Greenhouse Gas Accumulation in the Soil Profile is not Always Related to Surface Emissions in a Prairie Pothole Agricultural Landscape

• Published in: Soil Science Society of America journal Vol. 78; no. 3; pp. 805 - 817
• Main Authors: Gao, Xiaopeng, Rajendran, Nandakumar, Tenuta, Mario, Dunmola, Adedeji, Burton, David L.
• Format: Journal Article
• Language: English
• Published: Madison The Soil Science Society of America, Inc 01.05.2014; American Society of Agronomy
• Subjects: Accumulation; aeration; Agricultural land; Air pollution; Anaerobic conditions; autumn; Carbon dioxide; Comparative studies; Consumption; Emission measurements; Emissions; Emissions control; Farm buildings; Fertilizers; flax; Greenhouse effect; greenhouse gas emissions; Greenhouse gases; Growing season; Herbivores; landscape position; Landscapes; Linum usitatissimum; Manitoba; methane; nitrogen fertilizers; Nitrous oxide; oxygen; Prairie Pothole region; Seasons; Soil (material); Soil depth; Soil profiles; Soil surfaces; Soils; Spring; Manitoba; Prairie Pothole region
• ISSN: 0361-5995; 1435-0661
• DOI: 10.2136/sssaj2013.05.0157

A field study was conducted to examine the influence of landscape position on greenhouse gases (GHG) accumulation in the soil profile and surface emissions from an undulating cropped field in the Prairie Pothole Region (PPR) of Manitoba.
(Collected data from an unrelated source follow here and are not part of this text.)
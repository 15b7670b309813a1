//! Render results and statistics.

use serde::Serialize;

/// Counts collected while rendering one notebook.
#[derive(Debug, Clone, Copy, Default, Serialize)]
pub struct RenderStats {
    /// Code cells rendered.
    pub code_cells: usize,
    /// Narrative (markdown or raw) cells rendered.
    pub narrative_cells: usize,
    /// Output records rendered.
    pub outputs: usize,
    /// Image files written.
    pub images: usize,
}

impl RenderStats {
    /// Create empty statistics.
    pub fn new() -> Self {
        Self::default()
    }

    pub(crate) fn add_code_cell(&mut self) {
        self.code_cells += 1;
    }

    pub(crate) fn add_narrative_cell(&mut self) {
        self.narrative_cells += 1;
    }

    pub(crate) fn add_output(&mut self) {
        self.outputs += 1;
    }

    pub(crate) fn set_images(&mut self, images: usize) {
        self.images = images;
    }

    /// Total number of cells rendered.
    pub fn cell_count(&self) -> usize {
        self.code_cells + self.narrative_cells
    }
}

/// The rendered markdown together with its statistics.
#[derive(Debug, Clone)]
pub struct RenderResult {
    /// The markdown document.
    pub content: String,
    /// Statistics collected during rendering.
    pub stats: RenderStats,
}

impl RenderResult {
    /// Create a render result.
    pub fn new(content: String, stats: RenderStats) -> Self {
        Self { content, stats }
    }
}
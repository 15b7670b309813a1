//! Notebook model types.
//!
//! This module defines the in-memory representation that bridges notebook
//! JSON parsing and markdown rendering. Cells and outputs are explicit sum
//! types, so dispatch sites are exhaustiveness-checked by the compiler.

mod cell;
mod document;
mod output;
mod text;

pub use cell::Cell;
pub use document::{Kernelspec, LanguageInfo, Metadata, Notebook};
pub use output::{MimeBundle, Output, Payload, StreamName};
pub use text::MultilineText;
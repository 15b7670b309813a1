//! End-to-end conversion tests.

use nbmd::render::{to_markdown, to_markdown_with_stats, RenderOptions};
use nbmd::{parse_str, Error};

fn options_in(dir: &tempfile::TempDir) -> RenderOptions {
    RenderOptions::default()
        .with_image_dir(dir.path().join("images"))
        .with_image_dir_name("images")
}

#[test]
fn test_title_and_execute_result() {
    let nb = parse_str(
        r##"{
        "cells": [
            {"cell_type": "markdown", "metadata": {}, "source": ["# Title"]},
            {"cell_type": "code", "execution_count": 1, "metadata": {},
             "source": ["1+1"],
             "outputs": [{"output_type": "execute_result", "execution_count": 1,
                          "metadata": {}, "data": {"text/plain": ["2"]}}]}
        ],
        "metadata": {}, "nbformat": 4, "nbformat_minor": 5
    }"##,
    )
    .unwrap();

    let md = to_markdown(&nb, &RenderOptions::default()).unwrap();

    assert!(md.contains("# Title"));
    assert!(md.contains("<p style=\"color: #303f9f;\"><b>In:</b></p>"));
    assert!(md.contains("```python\n1+1\n```"));
    assert!(md.contains("<p style=\"color: #d84315;\"><b>Out:</b></p>"));
    assert!(md.ends_with('2'));

    // The title renders before the code cell.
    assert!(md.find("# Title").unwrap() < md.find("1+1").unwrap());
}

#[test]
fn test_stdout_stream_block() {
    let nb = parse_str(
        r##"{
        "cells": [
            {"cell_type": "code", "execution_count": 1, "metadata": {},
             "source": ["print('hello')"],
             "outputs": [{"output_type": "stream", "name": "stdout", "text": ["hello\n"]}]}
        ],
        "metadata": {}, "nbformat": 4, "nbformat_minor": 5
    }"##,
    )
    .unwrap();

    let md = to_markdown(&nb, &RenderOptions::default()).unwrap();
    assert!(md.contains(
        "<pre style=\"background: #eaeef2; padding-top: 5px\">\nhello&#xA;</pre>"
    ));
}

#[test]
fn test_png_preferred_over_plain_text() {
    // "image/png" precedes "text/plain" in the priority list, so the PNG
    // branch (file write plus link) is taken, not the plain-text branch.
    let dir = tempfile::tempdir().unwrap();
    let nb = parse_str(
        r##"{
        "cells": [
            {"cell_type": "code", "execution_count": 1, "metadata": {},
             "source": ["plot()"],
             "outputs": [{"output_type": "display_data", "metadata": {},
                          "data": {"text/plain": ["<Figure size 640x480>"],
                                   "image/png": "UE5H\n"}}]}
        ],
        "metadata": {}, "nbformat": 4, "nbformat_minor": 5
    }"##,
    )
    .unwrap();

    let md = to_markdown(&nb, &options_in(&dir)).unwrap();
    assert!(md.contains("![](./images/image1.png)"));
    assert!(!md.contains("<Figure size 640x480>"));
    assert_eq!(
        std::fs::read(dir.path().join("images/image1.png")).unwrap(),
        b"PNG"
    );
}

#[test]
fn test_image_numbering_is_monotonic_across_cells() {
    let dir = tempfile::tempdir().unwrap();
    let nb = parse_str(
        r##"{
        "cells": [
            {"cell_type": "code", "metadata": {}, "source": ["a"],
             "outputs": [{"output_type": "display_data", "data": {"image/png": "UE5H"}}]},
            {"cell_type": "markdown", "metadata": {}, "source": ["text between"]},
            {"cell_type": "code", "metadata": {}, "source": ["b"],
             "outputs": [{"output_type": "display_data", "data": {"image/jpeg": "SlBH"}},
                         {"output_type": "display_data", "data": {"image/png": "UE5H"}}]}
        ],
        "metadata": {}, "nbformat": 4, "nbformat_minor": 5
    }"##,
    )
    .unwrap();

    let options = options_in(&dir);
    let md = to_markdown(&nb, &options).unwrap();
    assert!(md.contains("![](./images/image1.png)"));
    assert!(md.contains("![](./images/image2.jpeg)"));
    assert!(md.contains("![](./images/image3.png)"));

    // A fresh conversion restarts numbering from 1 and overwrites.
    let md = to_markdown(&nb, &options).unwrap();
    assert!(md.contains("![](./images/image1.png)"));
    let entries = std::fs::read_dir(dir.path().join("images")).unwrap().count();
    assert_eq!(entries, 3);
}

#[test]
fn test_unknown_mime_is_fatal() {
    let nb = parse_str(
        r##"{
        "cells": [
            {"cell_type": "code", "metadata": {}, "source": ["x"],
             "outputs": [{"output_type": "display_data",
                          "data": {"application/vnd.dataframe+json": {"rows": 3}}}]}
        ],
        "metadata": {}, "nbformat": 4, "nbformat_minor": 5
    }"##,
    )
    .unwrap();

    let result = to_markdown(&nb, &RenderOptions::default());
    assert!(matches!(result, Err(Error::UnknownOutput(_))));
}

#[test]
fn test_error_output_ansi_stripped_and_escaped() {
    let nb = parse_str(
        r##"{
        "cells": [
            {"cell_type": "code", "metadata": {}, "source": ["1/0"],
             "outputs": [{"output_type": "error", "ename": "ZeroDivisionError",
                          "evalue": "division by zero",
                          "traceback": ["\u001b[31mZeroDivisionError\u001b[0m",
                                        "x < y division by zero"]}]}
        ],
        "metadata": {}, "nbformat": 4, "nbformat_minor": 5
    }"##,
    )
    .unwrap();

    let md = to_markdown(&nb, &RenderOptions::default()).unwrap();
    assert!(md.contains("background: #fddfdd"));
    assert!(md.contains("ZeroDivisionError&#xA;x &lt; y division by zero"));
    assert!(!md.contains('\u{1b}'));
}

#[test]
fn test_html_output_passes_through_folded() {
    let nb = parse_str(
        r##"{
        "cells": [
            {"cell_type": "code", "metadata": {}, "source": ["df"],
             "outputs": [{"output_type": "execute_result", "execution_count": 2,
                          "data": {"text/html": ["<table>\n", "<tr><td>1</td></tr>\n", "</table>"],
                                   "text/plain": ["   a\n0  1"]}}]}
        ],
        "metadata": {}, "nbformat": 4, "nbformat_minor": 5
    }"##,
    )
    .unwrap();

    let md = to_markdown(&nb, &RenderOptions::default()).unwrap();
    // HTML wins over text/plain and keeps its tags, newlines folded.
    assert!(md.contains("<table>&#xA;<tr><td>1</td></tr>&#xA;</table>"));
    assert!(!md.contains("   a"));
}

#[test]
fn test_cell_order_preserved() {
    let nb = parse_str(
        r##"{
        "cells": [
            {"cell_type": "markdown", "metadata": {}, "source": ["alpha"]},
            {"cell_type": "raw", "metadata": {}, "source": ["bravo"]},
            {"cell_type": "code", "metadata": {}, "source": ["charlie"], "outputs": []},
            {"cell_type": "markdown", "metadata": {}, "source": ["delta"]}
        ],
        "metadata": {}, "nbformat": 4, "nbformat_minor": 5
    }"##,
    )
    .unwrap();

    let md = to_markdown(&nb, &RenderOptions::default()).unwrap();
    let positions: Vec<usize> = ["alpha", "bravo", "charlie", "delta"]
        .iter()
        .map(|s| md.find(s).unwrap())
        .collect();
    assert!(positions.windows(2).all(|w| w[0] < w[1]));
}

#[test]
fn test_stats_reflect_rendered_content() {
    let dir = tempfile::tempdir().unwrap();
    let nb = parse_str(
        r##"{
        "cells": [
            {"cell_type": "markdown", "metadata": {}, "source": ["# Report"]},
            {"cell_type": "code", "metadata": {}, "source": ["plot()"],
             "outputs": [{"output_type": "stream", "name": "stdout", "text": ["ok\n"]},
                         {"output_type": "display_data", "data": {"image/png": "UE5H"}}]}
        ],
        "metadata": {}, "nbformat": 4, "nbformat_minor": 5
    }"##,
    )
    .unwrap();

    let result = to_markdown_with_stats(&nb, &options_in(&dir)).unwrap();
    assert_eq!(result.stats.narrative_cells, 1);
    assert_eq!(result.stats.code_cells, 1);
    assert_eq!(result.stats.outputs, 2);
    assert_eq!(result.stats.images, 1);
}
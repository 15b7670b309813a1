//! # nbmd
//!
//! Convert Jupyter notebooks to clean Markdown.
//!
//! This library parses notebook JSON into a typed document model and
//! renders it as a single markdown string, extracting embedded image
//! outputs to sibling files and rewriting them as relative links.
//!
//! ## Quick Start
//!
//! ```no_run
//! use nbmd::{parse_file, render};
//!
//! fn main() -> nbmd::Result<()> {
//!     // Parse a notebook file
//!     let notebook = parse_file("analysis.ipynb")?;
//!
//!     // Convert to Markdown
//!     let options = render::RenderOptions::default();
//!     let markdown = render::to_markdown(&notebook, &options)?;
//!     println!("{}", markdown);
//!
//!     Ok(())
//! }
//! ```
//!
//! ## Features
//!
//! - **Cell-order fidelity**: cells render exactly in input order
//! - **Rich output resolution**: a MIME priority list picks which
//!   representation of a display-data output is rendered
//! - **Image extraction**: base64 image payloads become numbered files
//!   (`image1.png`, `image2.svg`, ...) linked from the document
//! - **Stream and error blocks**: stdout/stderr and tracebacks render as
//!   colored `<pre>` blocks, ANSI escapes stripped

pub mod error;
pub mod model;
pub mod parser;
pub mod render;

// Re-export commonly used types
pub use error::{Error, Result};
pub use model::{
    Cell, Kernelspec, LanguageInfo, Metadata, MimeBundle, MultilineText, Notebook, Output, Payload,
    StreamName,
};
pub use parser::{parse_file, parse_reader, parse_str};
pub use render::{RenderOptions, RenderResult, RenderStats};

use std::path::Path;

/// Convert a notebook file to markdown with default options.
///
/// Extracted images land in `./images` next to the working directory; use
/// [`to_markdown_with_options`] or the [`Nbmd`] builder to control paths.
///
/// # Example
///
/// ```no_run
/// let markdown = nbmd::to_markdown("analysis.ipynb").unwrap();
/// std::fs::write("analysis.md", markdown).unwrap();
/// ```
pub fn to_markdown<P: AsRef<Path>>(path: P) -> Result<String> {
    let notebook = parse_file(path)?;
    render::to_markdown(&notebook, &RenderOptions::default())
}

/// Convert a notebook file to markdown with custom options.
pub fn to_markdown_with_options<P: AsRef<Path>>(
    path: P,
    options: &RenderOptions,
) -> Result<String> {
    let notebook = parse_file(path)?;
    render::to_markdown(&notebook, options)
}

/// Builder for parsing and converting notebooks.
///
/// # Example
///
/// ```no_run
/// use nbmd::Nbmd;
///
/// let markdown = Nbmd::new()
///     .with_image_dir("./analysis_images")
///     .with_image_dir_name("analysis_images")
///     .parse("analysis.ipynb")?
///     .to_markdown()?;
/// # Ok::<(), nbmd::Error>(())
/// ```
pub struct Nbmd {
    render_options: RenderOptions,
}

impl Nbmd {
    /// Create a new builder.
    pub fn new() -> Self {
        Self {
            render_options: RenderOptions::default(),
        }
    }

    /// Set the directory extracted images are written to.
    pub fn with_image_dir(mut self, dir: impl Into<std::path::PathBuf>) -> Self {
        self.render_options = self.render_options.with_image_dir(dir);
        self
    }

    /// Set the directory name used in image links.
    pub fn with_image_dir_name(mut self, name: impl Into<String>) -> Self {
        self.render_options = self.render_options.with_image_dir_name(name);
        self
    }

    /// Set the code fence language.
    pub fn with_code_language(mut self, language: impl Into<String>) -> Self {
        self.render_options = self.render_options.with_code_language(language);
        self
    }

    /// Replace the MIME priority list.
    pub fn with_data_priority(mut self, priority: Vec<String>) -> Self {
        self.render_options = self.render_options.with_data_priority(priority);
        self
    }

    /// Parse a notebook file and return a result wrapper.
    pub fn parse<P: AsRef<Path>>(self, path: P) -> Result<NbmdResult> {
        let notebook = parse_file(path)?;
        Ok(NbmdResult {
            notebook,
            render_options: self.render_options,
        })
    }

    /// Parse a notebook from a JSON string.
    pub fn parse_str(self, json: &str) -> Result<NbmdResult> {
        let notebook = parse_str(json)?;
        Ok(NbmdResult {
            notebook,
            render_options: self.render_options,
        })
    }
}

impl Default for Nbmd {
    fn default() -> Self {
        Self::new()
    }
}

/// Result of parsing a notebook, ready to render.
pub struct NbmdResult {
    /// The parsed notebook
    pub notebook: Notebook,
    /// Render options to use
    render_options: RenderOptions,
}

impl NbmdResult {
    /// Convert to markdown.
    pub fn to_markdown(&self) -> Result<String> {
        render::to_markdown(&self.notebook, &self.render_options)
    }

    /// Convert to markdown with statistics.
    pub fn to_markdown_with_stats(&self) -> Result<RenderResult> {
        render::to_markdown_with_stats(&self.notebook, &self.render_options)
    }

    /// Get the notebook.
    pub fn notebook(&self) -> &Notebook {
        &self.notebook
    }
}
The field was segmented into four landscape elements: cropped Upper, Middle, and Lower, and uncropped Riparian. In fall 2005 and from spring‐thaw through a growing season of flax (Linum usitatissimum L.) in 2006, soil concentrations of N2O, CH4, CO2, and O2 at 5‐, 15‐, 35‐, and 65‐cm depths and surface emissions were measured. Gas contents in gaseous and aqueous form were estimated at soil depths of 0 to 65 cm. Spring‐thaw increased concentrations and contents of N2O at 15 to 35 cm in the Lower and Riparian elements, though surface emissions occurred only in the former. This suggested N2O accumulated during spring‐thaw in both elements but was consumed under prolonged anaerobic conditions of the Riparian element before reaching the soil surface. For the Lower element, addition of N fertilizer to the soil surface resulted in shallow (5 cm) accumulation of N2O but higher surface emissions than at spring‐thaw. The Riparian element consistently had the highest CH4 emissions. These occurred after the spring‐thaw N2O emissions and with the accumulation of CH4 in the soil profile and declining O2 concentration. Soil concentrations and profile contents of CO2, as well as surface emissions, were consistently higher in the Riparian than the cropped elements and showed a similar increase with progression of the growing season. Thus, unlike N2O and CH4, CO2 was not subject to consumption processes in soil. The results suggest limiting N2O emissions in depression areas may be possible by shifting N2O production from the near soil surface to lower depths. Promotion of aeration to encourage CH4 consumption in the soil surface may lower CH4 emissions in wet years. Generally, the accumulation depth of GHG varied across the landscape elements reflecting differences in the biophysical factors controlling production and consumption and, thus, determining the surface emissions.